El Valle de San Nicolás fue el que me vio crecer, y en las aguas del río negro, bañe mi cuerpo de adolescente. En las heladas noches del Oriente soñé con amores eternos. Anhelaba ser feliz, próspera, libre. Pero todo eso me fue esquivo. Las familias con estatus, tenían una monja o un sacerdote en su historia. Vocación para las mujeres: casada, monja o beata. Intenté probar con la segunda. Del internado, me fui al convento de Medellín; fracasé. La Madre superiora me encontró bailando aquel bolero precioso “Cataclismo” de María Elena Sandoval “Desesperada, presintiendo tu partida me imagino que te has ido para ver la reacción que sufriremos cuando estemos separados y tú pienses en mis besos y yo añore tu calor” Me pusieron de patitas en la calle Juan del Corral, con cabello corto, despojada de la belleza y dignidad de mi larga cabellera de india Emberá.

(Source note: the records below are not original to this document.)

//! badgeprint configuration loaded from `badgeprint.toml`.
//!
//! Every field has a default, so a missing file or a partial one is fine.
//! `BADGEPRINT_WORK_ROOT`, `BADGEPRINT_PRINTER` and `BADGEPRINT_BROWSER` take
//! precedence over the file.

use std::path::{Path, PathBuf};
use std::time::Duration;

use anyhow::{Context, Result};
use serde::{Deserialize, Serialize};

use crate::coordinator::StageDeadlines;
use crate::dispatch;

pub const CONFIG_FILE: &str = "badgeprint.toml";

/// Top-level configuration.
#[derive(Debug, Clone, Serialize, Deserialize)]
pub struct PrintConfig {
    /// Directory holding one subdirectory per job.
    #[serde(default = "default_work_root")]
    pub work_root: PathBuf,

    /// Printing executable, by default the one bundled next to the binary.
    #[serde(default = "default_printer_program")]
    pub printer_program: PathBuf,

    /// Printer arguments; `{pdf}` is replaced by the PDF path.
    #[serde(default = "dispatch::default_args")]
    pub printer_args: Vec<String>,

    /// Headless browser used as the rendering surface.
    #[serde(default = "default_browser_program")]
    pub browser_program: PathBuf,

    /// Virtual time the surface gets to finish loading fonts and images.
    #[serde(default = "default_load_budget_ms")]
    pub load_budget_ms: u64,

    #[serde(default = "default_render_timeout_ms")]
    pub render_timeout_ms: u64,

    #[serde(default = "default_convert_timeout_ms")]
    pub convert_timeout_ms: u64,

    #[serde(default = "default_print_timeout_ms")]
    pub print_timeout_ms: u64,

    /// Keep the directory of a failed job for inspection.
    #[serde(default)]
    pub keep_failed_artifacts: bool,

    /// QR image service for the built-in badge, with a `{payload}` placeholder.
    #[serde(default)]
    pub qr_image_url: Option<String>,
}

fn default_work_root() -> PathBuf {
    documents_dir().join("print-test")
}

fn default_printer_program() -> PathBuf {
    const BUNDLED: &str = "SumatraPDF.exe";
    std::env::current_exe()
        .ok()
        .and_then(|exe| exe.parent().map(|dir| dir.join(BUNDLED)))
        .unwrap_or_else(|| PathBuf::from(BUNDLED))
}

fn default_browser_program() -> PathBuf {
    if cfg!(windows) {
        PathBuf::from("chrome.exe")
    } else {
        PathBuf::from("chromium")
    }
}

fn default_load_budget_ms() -> u64 {
    3_000
}

fn default_render_timeout_ms() -> u64 {
    20_000
}

fn default_convert_timeout_ms() -> u64 {
    20_000
}

fn default_print_timeout_ms() -> u64 {
    60_000
}

// Documents folder as the platform reports it, then home, then the temp dir.
fn documents_dir() -> PathBuf {
    dirs::document_dir()
        .or_else(dirs::home_dir)
        .unwrap_or_else(std::env::temp_dir)
}

impl Default for PrintConfig {
    fn default() -> Self {
        Self {
            work_root: default_work_root(),
            printer_program: default_printer_program(),
            printer_args: dispatch::default_args(),
            browser_program: default_browser_program(),
            load_budget_ms: default_load_budget_ms(),
            render_timeout_ms: default_render_timeout_ms(),
            convert_timeout_ms: default_convert_timeout_ms(),
            print_timeout_ms: default_print_timeout_ms(),
            keep_failed_artifacts: false,
            qr_image_url: None,
        }
    }
}

impl PrintConfig {
    /// Loads `badgeprint.toml` from the current directory, then applies
    /// environment overrides. Uses defaults if the file does not exist.
    pub fn load() -> Result<Self> {
        let mut config = Self::load_from(Path::new(CONFIG_FILE))?;
        config.apply_overrides(|key| std::env::var(key).ok());
        Ok(config)
    }

    pub fn load_from(path: &Path) -> Result<Self> {
        if !path.exists() {
            return Ok(Self::default());
        }
        let contents = std::fs::read_to_string(path)
            .with_context(|| format!("failed to read {}", path.display()))?;
        let config = toml::from_str::<PrintConfig>(&contents)
            .with_context(|| format!("failed to parse {}", path.display()))?;
        Ok(config)
    }

    /// Applies `BADGEPRINT_*` overrides read through `lookup`. Empty values are ignored.
    pub fn apply_overrides(&mut self, lookup: impl Fn(&str) -> Option<String>) {
        let get = |key: &str| lookup(key).filter(|v| !v.is_empty());
        if let Some(root) = get("BADGEPRINT_WORK_ROOT") {
            self.work_root = PathBuf::from(root);
        }
        if let Some(printer) = get("BADGEPRINT_PRINTER") {
            self.printer_program = PathBuf::from(printer);
        }
        if let Some(browser) = get("BADGEPRINT_BROWSER") {
            self.browser_program = PathBuf::from(browser);
        }
    }

    pub fn load_budget(&self) -> Duration {
        Duration::from_millis(self.load_budget_ms)
    }

    pub fn deadlines(&self) -> StageDeadlines {
        StageDeadlines {
            render: Duration::from_millis(self.render_timeout_ms),
            convert: Duration::from_millis(self.convert_timeout_ms),
            print: Duration::from_millis(self.print_timeout_ms),
        }
    }
}

#[cfg(test)]
mod tests {
    use super::*;

    #[test]
    fn default_config_values() {
        let config = PrintConfig::default();
        assert!(config.work_root.ends_with("print-test"));
        if let Some(docs) = dirs::document_dir() {
            assert_eq!(config.work_root, docs.join("print-test"));
        }
        assert!(config.printer_program.ends_with("SumatraPDF.exe"));
        assert_eq!(config.printer_args, vec!["-print-to-default", "-silent", "{pdf}"]);
        assert_eq!(config.load_budget_ms, 3_000);
        assert!(!config.keep_failed_artifacts);
        assert!(config.qr_image_url.is_none());
    }

    #[test]
    fn deserialize_partial_toml() {
        let toml_str = r#"
            work_root = "/srv/badges"
            print_timeout_ms = 5000
            keep_failed_artifacts = true
        "#;
        let config: PrintConfig = toml::from_str(toml_str).unwrap();
        assert_eq!(config.work_root, PathBuf::from("/srv/badges"));
        assert_eq!(config.deadlines().print, Duration::from_millis(5000));
        assert!(config.keep_failed_artifacts);
        assert_eq!(config.render_timeout_ms, 20_000);
        assert_eq!(config.printer_args, dispatch::default_args());
    }

    #[test]
    fn overrides_take_precedence_and_skip_empty() {
        let mut config = PrintConfig::default();
        config.apply_overrides(|key| match key {
            "BADGEPRINT_PRINTER" => Some("/usr/bin/lp".to_string()),
            "BADGEPRINT_BROWSER" => Some(String::new()),
            _ => None,
        });
        assert_eq!(config.printer_program, PathBuf::from("/usr/bin/lp"));
        assert_eq!(config.browser_program, default_browser_program());
    }

    #[test]
    fn load_from_missing_file_falls_back_to_defaults() {
        let tmp = tempfile::TempDir::new().unwrap();
        let config = PrintConfig::load_from(&tmp.path().join(CONFIG_FILE)).unwrap();
        assert_eq!(config.print_timeout_ms, 60_000);
    }

    #[test]
    fn load_from_reports_bad_toml() {
        let tmp = tempfile::TempDir::new().unwrap();
        let path = tmp.path().join(CONFIG_FILE);
        std::fs::write(&path, "load_budget_ms = \"soon\"").unwrap();
        let err = PrintConfig::load_from(&path).unwrap_err();
        assert!(err.to_string().contains("failed to parse"));
    }
}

No fui esposa y menos beata. Me rejunté con un hombre, lo amé con pasión, con la furia de un volcán. Tuvimos seis hijos, lo hubiera amado hasta la muerte, pero era infiel como buen hombre paisa que se respete. La esposa para mostrar en sociedad, moza para pasarla bien, y todas las demás para cuando se ofrezca. Hablo desde mi dolor, desde mis desengaños.
Fui cantante de música popular, pasillos, guascas, tangos, bambucos y carrilera. Tuve mi grupo musical y mi voz señorial se escuchó en muchos lugares.
Me fui a vivir a los Estados Unidos, conocí la gran Manzana y a pesar de las amonestaciones de mis viejos; me di a la tarea de conocer Nueva York. Visité el estado de Texas y de la Florida. Atravesé la frontera y también estuve en territorio canadiense. Para mí lo mejor de vivir allí, siempre fue tomar un avión de regreso, viajar con Avianca y ser recibida por las azafatas con sus ruanas rojas, y en el fondo la cumbia de mi corazón “Colombia tierra querida himno de fe y armonía” de Lucho Bermúdez.
Cuando cumplí setenta y seis años me descubrieron cáncer de mama. Fueron cuatro años lentos de despedirme de la vida. Mi linda hija, se fue a vivir a Rionegro y me llevó con ella. Regresé al lugar donde tejí mis sueños, donde aprendí a bordar, leer, escribir, cantar; allí volví para morir. Un veinticinco de octubre me acosté en la cama, y permanecí así en posición horizontal, me quedé observando el techo de madera, mirando por la ventana las azulinas y los tréboles rojos, escuchando los pajaritos.
Poco a poco me fui apagando. Morí el trece de diciembre. No quise que mi cuerpo fuera cremado, quería que la tierra me abrazara y me fui finalmente a descansar en el Valle de Aburrá. En un campo de paz rodeada de árboles, flores, ardillas y pájaros reposan mis restos mortales. Esta es la historia de mi vida. Así voy siendo el olvido que todos seremos.